Till Death is a farce set at Dr Colin Malone’s marriage counselling service which claims to ‘fix your marriage so Jeremy Kyle doesn’t have to’ (another one of the sharper lines). Considering it’s meant to be a light-hearted farce, the play occasionally becomes oddly sincere, as if it were trying to give a poignant insight into the nature of marriage.

At one point each couple deliver an earnest spiel to the audience recalling their romantic history. Hannah Blake gives an understated performance as Lesley Sweetness and tells her tale as a long-suffering wife with surprising pathos. This doesn’t quite fit with the otherwise frothy play but is at least better than bland cliché. Mrs Francis is the aggrieved wife of a constantly abroad workaholic husband. The third is a lesbian couple, Sarah and Danni, whose relationship issues revolve around breast size.
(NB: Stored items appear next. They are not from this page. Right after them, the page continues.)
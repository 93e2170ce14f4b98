//! A ribbon placed in a scene.

use crate::builtin::RibbonMaterial;
use crate::error::Result;
use crate::picking::{self, PickingConfig, Ray3d, RibbonIntersection};
use crate::procedural::{PointSequence, WidthProfile};
use crate::resource::RibbonGeometry;
use glamx::{Pose3, Vec3};

/// A ribbon geometry, the material it is drawn with, and its placement in the world.
#[derive(Clone, Debug)]
pub struct Ribbon3d {
    /// The ribbon buffers.
    pub geometry: RibbonGeometry,
    /// The shading parameters.
    pub material: RibbonMaterial,
    /// The local-to-world transform of this ribbon.
    pub transform: Pose3,
}

impl Default for Ribbon3d {
    fn default() -> Self {
        Self {
            geometry: RibbonGeometry::new(),
            material: RibbonMaterial::default(),
            transform: Pose3::IDENTITY,
        }
    }
}

impl Ribbon3d {
    /// Creates a ribbon along the given centerline.
    pub fn new<P: Into<PointSequence>>(points: P) -> Result<Self> {
        Ok(Self {
            geometry: RibbonGeometry::from_points(points, None)?,
            ..Default::default()
        })
    }

    /// Creates a ribbon from an existing geometry.
    pub fn from_geometry(geometry: RibbonGeometry) -> Self {
        Self {
            geometry,
            ..Default::default()
        }
    }

    /// Sets the material.
    pub fn with_material(mut self, material: RibbonMaterial) -> Self {
        self.material = material;
        self
    }

    /// Sets the local-to-world transform.
    pub fn with_transform(mut self, transform: Pose3) -> Self {
        self.transform = transform;
        self
    }

    /// Rebuilds the geometry from a new centerline.
    pub fn set_points<P: Into<PointSequence>>(
        &mut self,
        points: P,
        width_profile: Option<WidthProfile>,
    ) -> Result<()> {
        self.geometry.set_points(points, width_profile)
    }

    /// Slides the ribbon forward by one point, given in local coordinates.
    pub fn advance(&mut self, point: Vec3) {
        self.geometry.advance(point)
    }

    /// Picks this ribbon with a world-space ray.
    ///
    /// The ray is brought to the ribbon's local frame before testing. The width scalar and
    /// transform of `config` are replaced by this ribbon's material line width and transform.
    pub fn raycast(
        &self,
        world_ray: &Ray3d,
        config: &PickingConfig,
    ) -> Result<Option<RibbonIntersection>> {
        let config = config
            .with_line_width_scalar(self.material.line_width)
            .with_transform(self.transform);
        let local_ray = world_ray.transformed(&self.transform.inverse());

        picking::intersect(&self.geometry.view(), &local_ray, &config)
    }
}
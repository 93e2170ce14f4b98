//! Error types for ribbon construction and picking.

use thiserror::Error;

/// Errors that can occur while building or picking a ribbon.
#[derive(Error, Debug, Clone, PartialEq)]
pub enum RibbonError {
    /// The point sequence could not be interpreted as a list of 3D points.
    #[error("Invalid point sequence: {0}")]
    InvalidInput(String),

    /// A picking query needs a vertex attribute that the buffer set does not provide.
    #[error("Missing vertex attribute: {0}")]
    MissingAttribute(&'static str),
}

/// Result alias used throughout the crate.
pub type Result<T, E = RibbonError> = std::result::Result<T, E>;
//! Branch priority ordering
//!
//! When the same descriptor path exists in several branches, the copy from
//! the highest-priority branch wins. Priority has three tiers: the primary
//! branch, then the checked-out branch, then everything else.

/// Priority tier of a branch, lowest value first
#[derive(Debug, Clone, Copy, PartialEq, Eq, PartialOrd, Ord)]
pub enum BranchPriority {
    Primary,
    Current,
    Other,
}

/// Priority tier of `branch` given the checked-out and primary branches
#[must_use]
pub fn branch_priority(branch: &str, current: Option<&str>, primary: &str) -> BranchPriority {
    if branch == primary {
        BranchPriority::Primary
    } else if current == Some(branch) {
        BranchPriority::Current
    } else {
        BranchPriority::Other
    }
}

/// Order branches by priority tier
///
/// The sort is stable: branches within a tier keep their discovery order.
#[must_use]
pub fn sort_by_priority(branches: &[String], current: Option<&str>, primary: &str) -> Vec<String> {
    let mut sorted = branches.to_vec();
    sorted.sort_by_key(|branch| branch_priority(branch, current, primary));
    sorted
}

#[cfg(test)]
mod tests {
    use super::*;

    fn names(list: &[&str]) -> Vec<String> {
        list.iter().map(ToString::to_string).collect()
    }

    #[test]
    fn test_branch_priority() {
        assert_eq!(branch_priority("main", Some("feature"), "main"), BranchPriority::Primary);
        assert_eq!(branch_priority("feature", Some("feature"), "main"), BranchPriority::Current);
        assert_eq!(branch_priority("other", Some("feature"), "main"), BranchPriority::Other);
        assert_eq!(branch_priority("main", Some("main"), "main"), BranchPriority::Primary);
        assert_eq!(branch_priority("feature", None, "main"), BranchPriority::Other);
    }

    #[test]
    fn test_sort_by_priority() {
        let branches = names(&["feature1", "main", "feature2", "develop"]);
        let sorted = sort_by_priority(&branches, Some("develop"), "main");

        assert_eq!(sorted, names(&["main", "develop", "feature1", "feature2"]));
    }

    #[test]
    fn test_sort_by_priority_with_primary_as_current() {
        let branches = names(&["feature1", "main", "feature2"]);
        let sorted = sort_by_priority(&branches, Some("main"), "main");

        assert_eq!(sorted, names(&["main", "feature1", "feature2"]));
    }

    #[test]
    fn test_sort_is_stable_within_tier() {
        let branches = names(&["zeta", "alpha", "mid", "beta", "main", "cur", "aaa"]);
        let sorted = sort_by_priority(&branches, Some("cur"), "main");

        assert_eq!(sorted, names(&["main", "cur", "zeta", "alpha", "mid", "beta", "aaa"]));
    }

    #[test]
    fn test_sort_without_primary_or_current() {
        let branches = names(&["b", "a", "c"]);
        assert_eq!(sort_by_priority(&branches, None, "main"), branches);
        assert_eq!(sort_by_priority(&branches, Some("missing"), "main"), branches);
    }

    #[test]
    fn test_sort_with_custom_primary() {
        let branches = names(&["main", "feature", "trunk"]);
        let sorted = sort_by_priority(&branches, Some("feature"), "trunk");

        assert_eq!(sorted, names(&["trunk", "feature", "main"]));
    }
}
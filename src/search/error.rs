//! Search-specific error types
//!
//! Only the interactive loop can fail: filtering itself is infallible.
//!
//! - **`IoError`**: reading a key or drawing the screen failed
//! - **`TerminalError`**: raw mode could not be entered

use thiserror::Error;

/// Search-specific errors
#[derive(Debug, Error)]
pub enum SearchError {
    /// Reading input or writing the screen failed
    #[error("Failed to read input: {0}")]
    IoError(#[from] std::io::Error),

    /// The terminal could not be switched to raw mode
    #[error("Failed to set raw mode: {0}")]
    TerminalError(#[source] std::io::Error),
}

#[cfg(test)]
mod tests {
    use super::*;

    #[test]
    fn test_io_error_converts() {
        let err: SearchError = std::io::Error::other("boom").into();
        assert!(matches!(err, SearchError::IoError(_)));
        assert_eq!(err.to_string(), "Failed to read input: boom");
    }

    #[test]
    fn test_terminal_error_message() {
        let err = SearchError::TerminalError(std::io::Error::other("not a tty"));
        assert_eq!(err.to_string(), "Failed to set raw mode: not a tty");
        assert!(std::error::Error::source(&err).is_some());
    }

    #[test]
    fn test_variant_names_match_crate_convention() {
        let io = SearchError::IoError(std::io::Error::other("x"));
        let terminal = SearchError::TerminalError(std::io::Error::other("y"));
        assert!(format!("{io:?}").starts_with("IoError("));
        assert!(format!("{terminal:?}").starts_with("TerminalError("));
    }
}
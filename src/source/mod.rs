//! Read-only access to branch snapshots of a revision history
//!
//! The aggregation engine never touches git directly; it talks to a
//! [`RevisionSource`]. [`GitSource`] shells out to the `git` binary and
//! [`MockSource`] serves snapshots from memory.

pub mod git;
pub mod mock;

pub use git::GitSource;
pub use mock::MockSource;

use thiserror::Error;

/// Revision source errors
#[derive(Debug, Error)]
pub enum SourceError {
    /// The underlying tool could not run or refused the query
    #[error("Revision source unavailable: {0}")]
    Unavailable(String),

    /// No branch is checked out
    #[error("No branch is checked out (detached HEAD)")]
    DetachedHead,

    /// The requested blob does not exist in the branch snapshot
    #[error("'{path}' not found in branch '{branch}'")]
    BlobMissing { branch: String, path: String },
}

/// Read-only queries against a branch-addressed file store
///
/// Implementations do not cache: every call may be a fresh round trip.
pub trait RevisionSource {
    /// List local branch names in discovery order.
    ///
    /// # Errors
    /// Returns `SourceError::Unavailable` if branches cannot be enumerated.
    fn list_branches(&self) -> Result<Vec<String>, SourceError>;

    /// Name of the checked-out branch.
    ///
    /// # Errors
    /// Returns `SourceError::Unavailable` if the query fails, or
    /// `SourceError::DetachedHead` if no branch is checked out.
    fn current_branch(&self) -> Result<String, SourceError>;

    /// List every file named `file_name` under `prefix` in `branch`.
    ///
    /// Paths are returned as `prefix/<relative path>`. A prefix that does not
    /// exist in the branch yields an empty list, not an error.
    ///
    /// # Errors
    /// Returns `SourceError::Unavailable` if the source cannot be queried at all.
    fn list_files(
        &self,
        branch: &str,
        prefix: &str,
        file_name: &str,
    ) -> Result<Vec<String>, SourceError>;

    /// Content of `path` as recorded in `branch`.
    ///
    /// # Errors
    /// Returns `SourceError::BlobMissing` if the path is absent from the snapshot,
    /// or `SourceError::Unavailable` if the source cannot be queried.
    fn read_blob(&self, branch: &str, path: &str) -> Result<Vec<u8>, SourceError>;
}

/// Join a listing prefix and a path relative to it
pub(crate) fn join_prefix(prefix: &str, relative: &str) -> String {
    let prefix = prefix.trim_end_matches('/');
    if prefix.is_empty() {
        relative.to_string()
    } else {
        format!("{prefix}/{relative}")
    }
}

/// Whether the last component of a `/`-separated path equals `file_name`
pub(crate) fn has_file_name(path: &str, file_name: &str) -> bool {
    path.rsplit('/').next() == Some(file_name)
}
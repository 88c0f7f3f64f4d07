//! Tag filtering used by static and interactive search
//!
//! Matching is case-insensitive substring containment against each tag.
//! There is no ranking: results keep the order they were loaded in.

use crate::challenge::ChallengeResult;

/// Whether any of `tags` contains `needle`, which must already be lowercase
fn any_tag_contains(tags: &[String], needle: &str) -> bool {
    tags.iter().any(|tag| tag.to_lowercase().contains(needle))
}

/// Keep results where any query tag is a substring of any of their tags
///
/// An empty `query_tags` matches nothing.
#[must_use]
pub fn filter_by_tags(results: &[ChallengeResult], query_tags: &[String]) -> Vec<ChallengeResult> {
    let needles: Vec<String> = query_tags.iter().map(|t| t.to_lowercase()).collect();

    results
        .iter()
        .filter(|r| needles.iter().any(|needle| any_tag_contains(&r.tags, needle)))
        .cloned()
        .collect()
}

/// Keep results with a tag containing the free-text `query`
///
/// An empty query matches everything. Otherwise the query is trimmed before
/// matching.
#[must_use]
pub fn filter_by_text(results: &[ChallengeResult], query: &str) -> Vec<ChallengeResult> {
    if query.is_empty() {
        return results.to_vec();
    }

    let needle = query.trim().to_lowercase();
    results
        .iter()
        .filter(|r| any_tag_contains(&r.tags, &needle))
        .cloned()
        .collect()
}
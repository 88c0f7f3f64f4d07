//! Challenge descriptor records
//!
//! A descriptor is a small YAML document carrying a challenge `name` and a
//! list of `tags`. Every other field is ignored.

use serde::Deserialize;
use std::fs;
use std::path::Path;
use thiserror::Error;

/// File name of a challenge descriptor
pub const DESCRIPTOR_FILE: &str = "challenge.yml";

/// Errors raised while loading a single descriptor
///
/// These are always per-file: callers log them and move on.
#[derive(Debug, Error)]
pub enum RecordError {
    /// The descriptor could not be read from disk
    #[error("Failed to read challenge file: {0}")]
    Read(#[from] std::io::Error),

    /// The descriptor is not valid YAML or has the wrong shape
    #[error("Failed to parse challenge file: {0}")]
    Malformed(#[from] serde_yaml::Error),
}

/// Name and tags of one challenge, as declared in its descriptor
#[derive(Deserialize, Clone, Debug, PartialEq, Eq)]
pub struct ChallengeRecord {
    pub name: String,
    #[serde(default)]
    pub tags: Vec<String>,
}

impl ChallengeRecord {
    /// Parse a descriptor from raw bytes
    ///
    /// # Errors
    /// Returns `RecordError::Malformed` if the bytes are not a valid descriptor.
    pub fn from_slice(bytes: &[u8]) -> Result<Self, RecordError> {
        Ok(serde_yaml::from_slice(bytes)?)
    }

    /// Read and parse a descriptor from the filesystem
    ///
    /// # Errors
    /// Returns `RecordError::Read` if the file cannot be read, or
    /// `RecordError::Malformed` if it cannot be parsed.
    pub fn from_path(path: impl AsRef<Path>) -> Result<Self, RecordError> {
        let data = fs::read(path)?;
        Self::from_slice(&data)
    }
}

/// A loaded challenge together with where it was found
#[derive(Clone, Debug, PartialEq, Eq)]
pub struct ChallengeResult {
    pub name: String,
    pub tags: Vec<String>,
    /// Repository-relative path of the descriptor, `/`-separated
    pub file_path: String,
    /// Branch the descriptor was read from; `None` for the working tree
    pub branch: Option<String>,
}

impl ChallengeResult {
    #[must_use]
    pub fn new(
        record: ChallengeRecord,
        file_path: impl Into<String>,
        branch: Option<String>,
    ) -> Self {
        Self {
            name: record.name,
            tags: record.tags,
            file_path: file_path.into(),
            branch,
        }
    }
}
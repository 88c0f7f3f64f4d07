//! Interactive incremental search
//!
//! A blocking loop reads one key at a time, edits the query, re-filters the
//! whole corpus and redraws the screen. Enter confirms the first match,
//! Ctrl+C leaves without a selection.

use super::error::SearchError;
use super::filter::filter_by_text;
use super::state::{Key, SearchState, read_key};
use crate::challenge::ChallengeResult;
use crate::output::interactive_line;
use crate::terminal::RawModeGuard;
use crossterm::cursor::{Hide, MoveTo, Show};
use crossterm::queue;
use crossterm::style::{Attribute, Print, SetAttribute};
use crossterm::terminal::{Clear, ClearType};
use std::io::{self, Read, Write};

/// How an interactive session ended
#[derive(Debug, Clone, PartialEq, Eq)]
pub enum Outcome {
    /// Enter was pressed with at least one match
    Selected(ChallengeResult),
    /// Interrupted, or input ran out
    Cancelled,
}

/// Interactive search session over a loaded corpus
#[derive(Debug)]
pub struct InteractiveSearch<'a> {
    corpus: &'a [ChallengeResult],
    state: SearchState,
    results: Vec<ChallengeResult>,
}

impl<'a> InteractiveSearch<'a> {
    #[must_use]
    pub fn new(corpus: &'a [ChallengeResult]) -> Self {
        Self {
            corpus,
            state: SearchState::new(),
            results: corpus.to_vec(),
        }
    }

    #[must_use]
    pub const fn state(&self) -> &SearchState {
        &self.state
    }

    /// Results matching the current query
    #[must_use]
    pub fn results(&self) -> &[ChallengeResult] {
        &self.results
    }

    /// Run the loop until a selection is made or the user gives up
    ///
    /// The terminal mode is the caller's concern; see [`run_interactive`].
    ///
    /// # Errors
    /// Returns `SearchError::IoError` if reading a key or drawing fails.
    pub fn run(
        &mut self,
        reader: &mut impl Read,
        writer: &mut impl Write,
    ) -> Result<Outcome, SearchError> {
        self.render(writer)?;

        loop {
            let Some(key) = read_key(reader)? else {
                return Ok(Outcome::Cancelled);
            };

            match key {
                Key::Interrupt => {
                    queue!(
                        writer,
                        Clear(ClearType::All),
                        MoveTo(0, 0),
                        Show,
                        Print("Goodbye!\r\n")
                    )?;
                    writer.flush()?;
                    return Ok(Outcome::Cancelled);
                }
                Key::Enter => {
                    if let Some(first) = self.results.first() {
                        let selected = first.clone();
                        queue!(writer, Clear(ClearType::All), MoveTo(0, 0), Show)?;
                        writer.flush()?;
                        return Ok(Outcome::Selected(selected));
                    }
                }
                key => {
                    if self.state.apply(key) {
                        self.results = filter_by_text(self.corpus, &self.state.query());
                        self.render(writer)?;
                    }
                }
            }
        }
    }

    /// Redraw the query line and the current results
    fn render(&self, writer: &mut impl Write) -> io::Result<()> {
        queue!(writer, Clear(ClearType::All), MoveTo(0, 0), Hide, Print("input: "))?;

        let (before, at, after) = self.state.split_at_cursor();
        match at {
            Some(c) => queue!(
                writer,
                Print(before),
                SetAttribute(Attribute::Reverse),
                Print(c),
                SetAttribute(Attribute::Reset),
                Print(after)
            )?,
            None => queue!(writer, Print(before), Print('█'))?,
        }
        queue!(writer, Print("\r\n\r\n"))?;

        if self.results.is_empty() {
            queue!(writer, Print("No challenges found\r\n"))?;
        } else {
            for result in &self.results {
                queue!(writer, Print(interactive_line(result)), Print("\r\n"))?;
            }
        }

        writer.flush()
    }
}

/// Run an interactive search on the real terminal
///
/// Raw mode is held for the duration of the loop and released on every
/// exit path.
///
/// # Errors
/// Returns `SearchError::TerminalError` if raw mode cannot be entered, or
/// `SearchError::IoError` if terminal I/O fails.
pub fn run_interactive(corpus: &[ChallengeResult]) -> Result<Outcome, SearchError> {
    let _guard = RawModeGuard::enter().map_err(SearchError::TerminalError)?;

    let mut reader = io::stdin().lock();
    let mut writer = io::stdout().lock();
    InteractiveSearch::new(corpus).run(&mut reader, &mut writer)
}

#[cfg(test)]
mod tests {
    use super::*;
    use std::io::Cursor;

    fn result(name: &str, tags: &[&str], branch: Option<&str>) -> ChallengeResult {
        ChallengeResult {
            name: name.to_string(),
            tags: tags.iter().map(ToString::to_string).collect(),
            file_path: format!("genre/{name}/challenge.yml"),
            branch: branch.map(ToString::to_string),
        }
    }

    fn corpus() -> Vec<ChallengeResult> {
        vec![
            result("login", &["web", "sql-injection"], Some("main")),
            result("recon", &["osint"], None),
            result("rsa", &["crypto"], None),
        ]
    }

    fn run<'a>(corpus: &'a [ChallengeResult], input: &[u8]) -> (Outcome, String, InteractiveSearch<'a>) {
        let mut search = InteractiveSearch::new(corpus);
        let mut reader = Cursor::new(input.to_vec());
        let mut screen = Vec::new();
        let outcome = search.run(&mut reader, &mut screen).unwrap();
        (outcome, String::from_utf8(screen).unwrap(), search)
    }

    #[test]
    fn test_initial_render_shows_everything() {
        let corpus = corpus();
        let (outcome, screen, search) = run(&corpus, b"");

        assert_eq!(outcome, Outcome::Cancelled);
        assert_eq!(search.state().cursor(), 0);
        assert!(screen.contains("input: █"));
        assert!(screen.contains("- [main] login (tags: web, sql-injection)\r\n"));
        assert!(screen.contains("- recon (tags: osint)\r\n"));
    }

    #[test]
    fn test_typing_filters_results() {
        let corpus = corpus();
        let (_, screen, search) = run(&corpus, b"osi");

        assert_eq!(search.state().query(), "osi");
        assert_eq!(search.state().cursor(), 3);
        assert_eq!(search.results().len(), 1);
        assert_eq!(search.results()[0].name, "recon");
        assert!(screen.contains("input: osi█"));
    }

    #[test]
    fn test_enter_selects_first_match() {
        let corpus = corpus();
        let (outcome, _, _) = run(&corpus, b"cry\r");

        assert_eq!(outcome, Outcome::Selected(corpus[2].clone()));
    }

    #[test]
    fn test_enter_without_matches_keeps_looping() {
        let corpus = corpus();
        let (outcome, screen, search) = run(&corpus, b"zzz\r\x7f\x7f\x7f\r");

        assert_eq!(outcome, Outcome::Selected(corpus[0].clone()));
        assert!(screen.contains("No challenges found\r\n"));
        assert!(search.state().is_empty());
    }

    #[test]
    fn test_interrupt_cancels() {
        let corpus = corpus();
        let (outcome, screen, _) = run(&corpus, b"we\x03b\r");

        assert_eq!(outcome, Outcome::Cancelled);
        assert!(screen.ends_with("Goodbye!\r\n"));
    }

    #[test]
    fn test_cursor_is_highlighted() {
        let corpus = corpus();
        let (_, screen, search) = run(&corpus, b"web\x1b[D\x1b[D");

        assert_eq!(search.state().cursor(), 1);
        assert!(screen.contains("input: w\x1b[7me"));
    }

    #[test]
    fn test_edit_in_middle_refilters() {
        let corpus = corpus();
        let (_, _, search) = run(&corpus, b"wb\x1b[De");

        assert_eq!(search.state().query(), "web");
        assert_eq!(search.results().len(), 1);
    }

    #[test]
    fn test_ignored_bytes_do_not_redraw() {
        let corpus = corpus();
        let (_, quiet, _) = run(&corpus, b"");
        let (_, noisy, _) = run(&corpus, b"\x01\x1b[A\x02");

        assert_eq!(quiet, noisy);
    }

    #[test]
    fn test_backspace_on_empty_buffer() {
        let corpus = corpus();
        let (_, _, search) = run(&corpus, b"\x7f\x7f");

        assert_eq!(search.state().cursor(), 0);
        assert_eq!(search.results().len(), 3);
    }
}
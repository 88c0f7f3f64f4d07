//! Output formatting for CLI display
//!
//! Static search prints a markdown list; the interactive screen and the
//! final selection use their own line formats.

use crate::challenge::ChallengeResult;
use std::io::{self, Write};

/// Markdown list entry for static search: `- [branch] "Name"` or `- "Name"`
#[must_use]
pub fn result_line(result: &ChallengeResult) -> String {
    match &result.branch {
        Some(branch) => format!("- [{branch}] \"{}\"", result.name),
        None => format!("- \"{}\"", result.name),
    }
}

/// Result line on the interactive screen, with tags
#[must_use]
pub fn interactive_line(result: &ChallengeResult) -> String {
    let tags = result.tags.join(", ");
    match &result.branch {
        Some(branch) => format!("- [{branch}] {} (tags: {tags})", result.name),
        None => format!("- {} (tags: {tags})", result.name),
    }
}

/// Message printed when static search finds nothing
#[must_use]
pub fn no_matches_message(tags: &[String]) -> String {
    format!("No challenges found with tags: {}", tags.join(", "))
}

/// The three lines describing a confirmed interactive selection
#[must_use]
pub fn selection_lines(result: &ChallengeResult) -> [String; 3] {
    [
        format!("Selected: {}", result.name),
        format!("Tags: {}", result.tags.join(", ")),
        format!("Path: {}", result.file_path),
    ]
}

/// Write every result as a markdown list entry
///
/// # Errors
/// Returns the I/O error if writing fails.
pub fn write_markdown(writer: &mut impl Write, results: &[ChallengeResult]) -> io::Result<()> {
    for result in results {
        writeln!(writer, "{}", result_line(result))?;
    }
    Ok(())
}
//! Chaltag - tag search over challenge descriptors
//!
//! This library discovers `challenge.yml` descriptors under a set of genre
//! directories, either in the working tree, in one git branch, or merged
//! across every local branch, and filters them by tag.

use thiserror::Error;

pub mod challenge;
pub mod cli;
pub mod config;
pub mod loader;
pub mod output;
pub mod search;
pub mod source;
pub mod terminal;

pub use challenge::{ChallengeRecord, ChallengeResult};

/// Error enum, contains all fatal failure states of the program
#[derive(Debug, Error)]
pub enum ChaltagError {
    /// Configuration could not be read or parsed
    #[error("Configuration error: {0}")]
    ConfigError(#[from] ::config::ConfigError),
    /// Aggregation failed as a whole
    #[error("Load error: {0}")]
    LoadError(#[from] loader::LoadError),
    /// Git could not answer a required query
    #[error("Source error: {0}")]
    SourceError(#[from] source::SourceError),
    /// Interactive search failed
    #[error("Search error: {0}")]
    SearchError(#[from] search::SearchError),
    /// Represents an I/O error
    #[error("I/O error: {0}")]
    IoError(#[from] std::io::Error),
}
//! Command-line interface definitions and parsing
//!
//! ```text
//! chaltag [OPTIONS] [TAGS]...
//! ```
//!
//! - With no tags, an interactive search screen opens.
//! - With one or more tags, matching challenges are printed as a markdown list.
//!
//! Challenges are read from the working tree by default, from one branch
//! with `--branch`, or merged across every local branch with `--all-branches`.

use crate::config::DEFAULT_CONFIG_FILE;
use clap::Parser;
use std::path::PathBuf;

/// Where challenges are read from
#[derive(Debug, Clone, PartialEq, Eq)]
pub enum SourceMode {
    /// The checked-out directory tree
    WorkingTree,
    /// One branch snapshot
    Branch(String),
    /// Every local branch, deduplicated by path
    AllBranches,
}

/// Search challenges by tag
#[derive(Parser, Debug)]
#[command(name = "chaltag", version, about, long_about = None)]
pub struct Cli {
    /// Tags to search for (omit for interactive search)
    #[arg(value_name = "TAGS")]
    pub tags: Vec<String>,

    /// Search challenges across all local branches
    #[arg(short, long, conflicts_with = "branch")]
    pub all_branches: bool,

    /// Search challenges in a single branch
    #[arg(short, long, value_name = "NAME")]
    pub branch: Option<String>,

    /// Configuration file, relative to the repository root
    #[arg(short, long, value_name = "FILE", default_value = DEFAULT_CONFIG_FILE)]
    pub config: PathBuf,

    /// Repository root
    #[arg(short = 'C', long, value_name = "DIR", default_value = ".")]
    pub repo: PathBuf,

    /// Only log errors
    #[arg(short, long, conflicts_with = "verbose")]
    pub quiet: bool,

    /// Log skipped genres and git invocations
    #[arg(short, long)]
    pub verbose: bool,
}

impl Cli {
    /// Parse command line arguments
    #[must_use]
    pub fn parse_args() -> Self {
        Self::parse()
    }

    /// Selected challenge source
    #[must_use]
    pub fn source_mode(&self) -> SourceMode {
        if self.all_branches {
            SourceMode::AllBranches
        } else if let Some(branch) = &self.branch {
            SourceMode::Branch(branch.clone())
        } else {
            SourceMode::WorkingTree
        }
    }

    /// Whether to open the interactive search screen
    #[must_use]
    pub fn is_interactive(&self) -> bool {
        self.tags.is_empty()
    }

    /// Configuration file path resolved against the repository root
    #[must_use]
    pub fn config_path(&self) -> PathBuf {
        self.repo.join(&self.config)
    }
}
The play gradually gets more improbable. When Sarah goes to get a boob job in secret, she somehow forgets that her wife Danni works at the cosmetic surgery as an assistant. As you’d expect in a farce, it all ends happily, but Till Death is laboriously contrived rather than ingeniously crafted. Each character assumes one note throughout, a fault both of the writing and the acting which is mostly either over-the-top or wooden. Perhaps the most convincing character, Adam Hutton plays the repugnant Graham Sweetness with some level of gusto.

Till Death is so poorly written, there is no doubt that even the poorest acting on display could have been improved by something more substantial. As a farce, it didn’t work and Z Theatre should select their material more carefully in future before producing another show at the Fringe.